• **What to produce**
Produce an exact copy of the lines from the line containing "payload; degenerate inputs" through the last line of the entries below, and only those lines.

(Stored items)

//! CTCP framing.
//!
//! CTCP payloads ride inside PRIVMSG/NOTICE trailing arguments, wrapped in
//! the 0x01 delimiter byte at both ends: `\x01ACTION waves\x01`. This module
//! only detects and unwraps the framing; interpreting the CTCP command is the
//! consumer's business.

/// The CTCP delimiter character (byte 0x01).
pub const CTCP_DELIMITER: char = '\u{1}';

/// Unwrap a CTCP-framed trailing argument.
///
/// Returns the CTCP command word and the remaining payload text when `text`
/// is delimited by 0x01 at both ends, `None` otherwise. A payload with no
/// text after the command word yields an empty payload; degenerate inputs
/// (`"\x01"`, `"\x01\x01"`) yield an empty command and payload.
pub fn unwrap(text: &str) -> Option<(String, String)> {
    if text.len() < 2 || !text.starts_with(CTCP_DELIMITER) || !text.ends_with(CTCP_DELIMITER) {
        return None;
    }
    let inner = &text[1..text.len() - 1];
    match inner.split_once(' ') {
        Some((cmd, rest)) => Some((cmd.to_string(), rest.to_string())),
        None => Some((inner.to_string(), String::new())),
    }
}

• **Reply to the task**
/// text after the command word yields an empty payload; degenerate inputs
/// (`"\x01"`, `"\x01\x01"`) yield an empty command and payload.
pub fn unwrap(text: &str) -> Option<(String, String)> {
    if text.len() < 2 || !text.starts_with(CTCP_DELIMITER) || !text.ends_with(CTCP_DELIMITER) {
        return None;
    }
    let inner = &text[1..text.len() - 1];
    match inner.split_once(' ') {
        Some((cmd, rest)) => Some((cmd.to_string(), rest.to_string())),
        None => Some((inner.to_string(), String::new())),
    }
}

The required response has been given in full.